[Stored items]
╭──
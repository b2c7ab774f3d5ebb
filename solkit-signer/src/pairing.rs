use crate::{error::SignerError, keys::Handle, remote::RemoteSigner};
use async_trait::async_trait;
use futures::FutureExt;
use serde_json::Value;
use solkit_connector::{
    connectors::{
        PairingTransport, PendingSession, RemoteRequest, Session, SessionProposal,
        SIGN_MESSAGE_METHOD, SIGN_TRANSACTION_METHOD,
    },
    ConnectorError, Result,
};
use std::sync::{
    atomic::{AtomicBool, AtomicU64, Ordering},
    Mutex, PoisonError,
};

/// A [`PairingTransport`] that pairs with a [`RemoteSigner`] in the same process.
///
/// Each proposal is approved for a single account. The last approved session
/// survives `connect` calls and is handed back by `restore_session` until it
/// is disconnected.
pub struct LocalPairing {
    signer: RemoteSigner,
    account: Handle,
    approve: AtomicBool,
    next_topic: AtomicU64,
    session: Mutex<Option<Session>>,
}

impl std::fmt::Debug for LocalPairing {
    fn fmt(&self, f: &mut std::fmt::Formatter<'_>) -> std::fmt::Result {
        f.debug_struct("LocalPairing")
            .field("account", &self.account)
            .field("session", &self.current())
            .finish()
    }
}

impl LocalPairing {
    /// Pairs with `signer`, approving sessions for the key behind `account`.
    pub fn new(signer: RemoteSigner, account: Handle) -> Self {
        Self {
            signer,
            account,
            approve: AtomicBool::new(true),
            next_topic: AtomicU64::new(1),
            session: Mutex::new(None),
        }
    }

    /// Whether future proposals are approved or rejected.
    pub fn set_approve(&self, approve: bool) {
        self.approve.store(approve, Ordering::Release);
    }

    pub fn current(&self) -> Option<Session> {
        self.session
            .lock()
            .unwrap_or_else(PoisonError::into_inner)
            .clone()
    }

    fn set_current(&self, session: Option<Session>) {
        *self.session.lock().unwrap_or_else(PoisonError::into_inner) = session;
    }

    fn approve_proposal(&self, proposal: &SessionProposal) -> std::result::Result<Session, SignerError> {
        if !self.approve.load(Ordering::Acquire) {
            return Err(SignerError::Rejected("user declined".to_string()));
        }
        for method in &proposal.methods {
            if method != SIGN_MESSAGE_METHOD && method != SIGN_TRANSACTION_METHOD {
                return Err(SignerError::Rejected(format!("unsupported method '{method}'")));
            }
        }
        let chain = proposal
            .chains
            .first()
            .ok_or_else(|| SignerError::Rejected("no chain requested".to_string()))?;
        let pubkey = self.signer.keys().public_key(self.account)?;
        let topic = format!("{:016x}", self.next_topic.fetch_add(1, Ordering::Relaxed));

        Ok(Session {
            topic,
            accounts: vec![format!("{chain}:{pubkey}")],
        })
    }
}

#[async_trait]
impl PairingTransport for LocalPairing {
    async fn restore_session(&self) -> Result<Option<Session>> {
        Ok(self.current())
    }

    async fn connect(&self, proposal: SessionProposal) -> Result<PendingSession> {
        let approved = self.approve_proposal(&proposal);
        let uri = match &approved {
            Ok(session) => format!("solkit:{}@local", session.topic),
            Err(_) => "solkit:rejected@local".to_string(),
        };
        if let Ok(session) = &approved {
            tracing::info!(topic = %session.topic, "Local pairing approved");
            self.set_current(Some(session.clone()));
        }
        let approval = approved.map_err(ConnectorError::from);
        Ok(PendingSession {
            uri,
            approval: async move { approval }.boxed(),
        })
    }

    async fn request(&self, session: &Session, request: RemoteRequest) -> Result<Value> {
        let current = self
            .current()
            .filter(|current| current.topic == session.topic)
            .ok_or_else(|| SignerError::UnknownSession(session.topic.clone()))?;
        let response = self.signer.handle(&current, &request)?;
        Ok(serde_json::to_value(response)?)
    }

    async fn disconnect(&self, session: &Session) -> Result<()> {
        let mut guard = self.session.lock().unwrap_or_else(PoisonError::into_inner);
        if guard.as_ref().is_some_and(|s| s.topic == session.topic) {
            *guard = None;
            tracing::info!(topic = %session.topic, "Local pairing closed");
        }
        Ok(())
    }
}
╰──
╭──
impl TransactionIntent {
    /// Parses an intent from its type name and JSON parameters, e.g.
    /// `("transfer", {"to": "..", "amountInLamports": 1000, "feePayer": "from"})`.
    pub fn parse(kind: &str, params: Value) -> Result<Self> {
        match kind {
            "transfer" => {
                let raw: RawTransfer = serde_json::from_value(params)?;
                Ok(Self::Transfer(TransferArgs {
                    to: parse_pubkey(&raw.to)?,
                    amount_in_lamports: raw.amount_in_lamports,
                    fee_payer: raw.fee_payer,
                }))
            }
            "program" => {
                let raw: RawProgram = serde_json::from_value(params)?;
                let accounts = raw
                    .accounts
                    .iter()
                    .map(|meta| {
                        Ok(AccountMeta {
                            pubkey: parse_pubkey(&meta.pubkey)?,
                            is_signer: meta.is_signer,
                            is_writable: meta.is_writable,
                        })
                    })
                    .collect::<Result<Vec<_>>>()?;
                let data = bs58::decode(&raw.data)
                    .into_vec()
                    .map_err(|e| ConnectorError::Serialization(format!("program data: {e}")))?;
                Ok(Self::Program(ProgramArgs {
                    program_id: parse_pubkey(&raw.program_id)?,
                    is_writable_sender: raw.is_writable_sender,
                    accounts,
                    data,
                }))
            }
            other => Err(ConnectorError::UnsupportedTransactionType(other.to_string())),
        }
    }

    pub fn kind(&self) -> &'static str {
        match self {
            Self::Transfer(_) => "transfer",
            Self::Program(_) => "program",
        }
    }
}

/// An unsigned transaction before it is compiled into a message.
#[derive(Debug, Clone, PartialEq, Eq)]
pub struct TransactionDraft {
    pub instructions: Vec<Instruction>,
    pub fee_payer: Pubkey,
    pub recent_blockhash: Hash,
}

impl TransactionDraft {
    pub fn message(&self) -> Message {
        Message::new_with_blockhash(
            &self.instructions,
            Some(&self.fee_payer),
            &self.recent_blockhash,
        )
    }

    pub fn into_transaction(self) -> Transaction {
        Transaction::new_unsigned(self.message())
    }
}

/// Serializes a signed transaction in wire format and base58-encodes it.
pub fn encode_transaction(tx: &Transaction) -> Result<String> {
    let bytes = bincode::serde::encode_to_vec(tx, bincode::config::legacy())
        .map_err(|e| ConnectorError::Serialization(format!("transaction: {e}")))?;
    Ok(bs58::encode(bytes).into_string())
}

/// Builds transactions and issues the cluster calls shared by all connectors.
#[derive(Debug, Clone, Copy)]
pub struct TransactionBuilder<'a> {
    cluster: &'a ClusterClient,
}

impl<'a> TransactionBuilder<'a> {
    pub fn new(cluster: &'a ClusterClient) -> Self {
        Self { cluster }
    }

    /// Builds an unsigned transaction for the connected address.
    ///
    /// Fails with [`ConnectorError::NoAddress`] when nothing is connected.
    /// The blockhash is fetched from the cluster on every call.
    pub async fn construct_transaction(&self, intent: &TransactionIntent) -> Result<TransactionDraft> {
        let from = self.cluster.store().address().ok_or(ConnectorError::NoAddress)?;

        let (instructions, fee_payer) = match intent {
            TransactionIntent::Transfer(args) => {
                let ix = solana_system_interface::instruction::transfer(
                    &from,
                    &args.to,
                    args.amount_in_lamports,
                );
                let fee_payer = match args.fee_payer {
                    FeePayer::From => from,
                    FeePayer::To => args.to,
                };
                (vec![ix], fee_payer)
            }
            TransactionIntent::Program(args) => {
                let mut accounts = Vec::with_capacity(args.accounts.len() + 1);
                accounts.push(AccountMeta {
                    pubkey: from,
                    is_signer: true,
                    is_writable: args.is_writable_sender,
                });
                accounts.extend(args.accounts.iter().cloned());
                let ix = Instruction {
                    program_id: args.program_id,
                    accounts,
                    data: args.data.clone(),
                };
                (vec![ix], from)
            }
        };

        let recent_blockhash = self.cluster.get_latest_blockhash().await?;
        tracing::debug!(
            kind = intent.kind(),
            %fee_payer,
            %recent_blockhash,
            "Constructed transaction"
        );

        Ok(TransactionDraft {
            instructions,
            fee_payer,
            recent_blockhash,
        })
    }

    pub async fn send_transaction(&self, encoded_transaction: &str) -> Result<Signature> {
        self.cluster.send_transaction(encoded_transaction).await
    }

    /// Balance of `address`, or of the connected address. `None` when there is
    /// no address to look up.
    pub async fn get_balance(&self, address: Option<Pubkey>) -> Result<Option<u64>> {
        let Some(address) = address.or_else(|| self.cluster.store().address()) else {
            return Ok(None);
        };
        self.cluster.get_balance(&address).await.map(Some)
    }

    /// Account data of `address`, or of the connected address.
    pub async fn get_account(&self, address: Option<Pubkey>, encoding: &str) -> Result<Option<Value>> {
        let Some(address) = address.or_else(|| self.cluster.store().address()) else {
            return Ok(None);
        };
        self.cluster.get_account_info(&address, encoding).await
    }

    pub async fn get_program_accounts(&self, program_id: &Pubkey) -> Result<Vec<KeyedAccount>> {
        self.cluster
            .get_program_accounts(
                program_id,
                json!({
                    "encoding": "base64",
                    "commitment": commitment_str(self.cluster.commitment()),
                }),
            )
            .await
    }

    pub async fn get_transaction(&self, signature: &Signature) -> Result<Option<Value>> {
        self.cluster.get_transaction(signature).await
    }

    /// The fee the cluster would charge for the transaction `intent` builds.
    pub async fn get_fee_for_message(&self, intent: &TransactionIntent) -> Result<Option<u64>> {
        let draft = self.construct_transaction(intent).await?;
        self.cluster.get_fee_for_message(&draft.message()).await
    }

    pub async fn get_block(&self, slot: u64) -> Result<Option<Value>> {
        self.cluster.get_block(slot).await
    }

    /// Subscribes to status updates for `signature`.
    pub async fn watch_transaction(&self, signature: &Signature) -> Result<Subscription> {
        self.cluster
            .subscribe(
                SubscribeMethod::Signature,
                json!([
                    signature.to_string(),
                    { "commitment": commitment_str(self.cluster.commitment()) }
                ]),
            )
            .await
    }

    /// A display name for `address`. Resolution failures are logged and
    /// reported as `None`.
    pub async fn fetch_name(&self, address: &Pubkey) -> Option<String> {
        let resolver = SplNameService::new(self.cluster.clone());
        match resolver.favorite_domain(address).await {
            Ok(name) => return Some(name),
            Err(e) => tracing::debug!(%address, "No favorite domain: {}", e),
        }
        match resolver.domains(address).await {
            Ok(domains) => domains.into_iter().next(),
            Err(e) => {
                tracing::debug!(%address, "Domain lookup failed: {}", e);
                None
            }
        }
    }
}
╰──
╭──
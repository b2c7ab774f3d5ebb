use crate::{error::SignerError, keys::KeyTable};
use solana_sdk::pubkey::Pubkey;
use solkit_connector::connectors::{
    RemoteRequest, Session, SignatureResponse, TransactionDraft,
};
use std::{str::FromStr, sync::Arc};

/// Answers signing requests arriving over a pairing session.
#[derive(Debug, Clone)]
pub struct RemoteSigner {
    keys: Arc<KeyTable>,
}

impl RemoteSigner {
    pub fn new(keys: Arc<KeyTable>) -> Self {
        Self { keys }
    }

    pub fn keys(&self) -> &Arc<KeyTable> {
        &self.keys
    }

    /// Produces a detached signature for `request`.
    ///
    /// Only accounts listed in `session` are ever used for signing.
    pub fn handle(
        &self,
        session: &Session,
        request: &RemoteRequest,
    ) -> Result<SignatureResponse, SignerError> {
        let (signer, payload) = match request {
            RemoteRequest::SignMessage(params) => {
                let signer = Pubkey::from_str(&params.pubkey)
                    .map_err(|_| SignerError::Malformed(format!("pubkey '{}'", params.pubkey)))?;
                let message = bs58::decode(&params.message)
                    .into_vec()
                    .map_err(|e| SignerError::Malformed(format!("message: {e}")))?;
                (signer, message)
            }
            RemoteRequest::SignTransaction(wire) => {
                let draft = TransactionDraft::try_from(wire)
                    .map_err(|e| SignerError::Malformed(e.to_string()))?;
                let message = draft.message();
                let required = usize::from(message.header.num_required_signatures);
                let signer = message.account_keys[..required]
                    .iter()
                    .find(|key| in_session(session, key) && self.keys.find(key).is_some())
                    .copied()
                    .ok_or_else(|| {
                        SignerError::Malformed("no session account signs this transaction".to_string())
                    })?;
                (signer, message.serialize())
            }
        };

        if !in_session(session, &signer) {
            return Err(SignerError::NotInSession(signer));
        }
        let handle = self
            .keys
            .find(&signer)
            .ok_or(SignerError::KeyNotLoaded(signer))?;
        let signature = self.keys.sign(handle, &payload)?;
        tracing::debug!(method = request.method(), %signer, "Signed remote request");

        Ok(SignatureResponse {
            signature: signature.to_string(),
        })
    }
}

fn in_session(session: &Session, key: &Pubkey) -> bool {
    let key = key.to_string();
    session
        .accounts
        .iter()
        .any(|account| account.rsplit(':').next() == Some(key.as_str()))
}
╰──
» **WORK INSTRUCTION**
When a line contains the string "LocalPairing", copy it from the records.

» **EXPECTED ANSWER**
pub struct LocalPairing {
impl std::fmt::Debug for LocalPairing {
        f.debug_struct("LocalPairing")
impl LocalPairing {
impl PairingTransport for LocalPairing {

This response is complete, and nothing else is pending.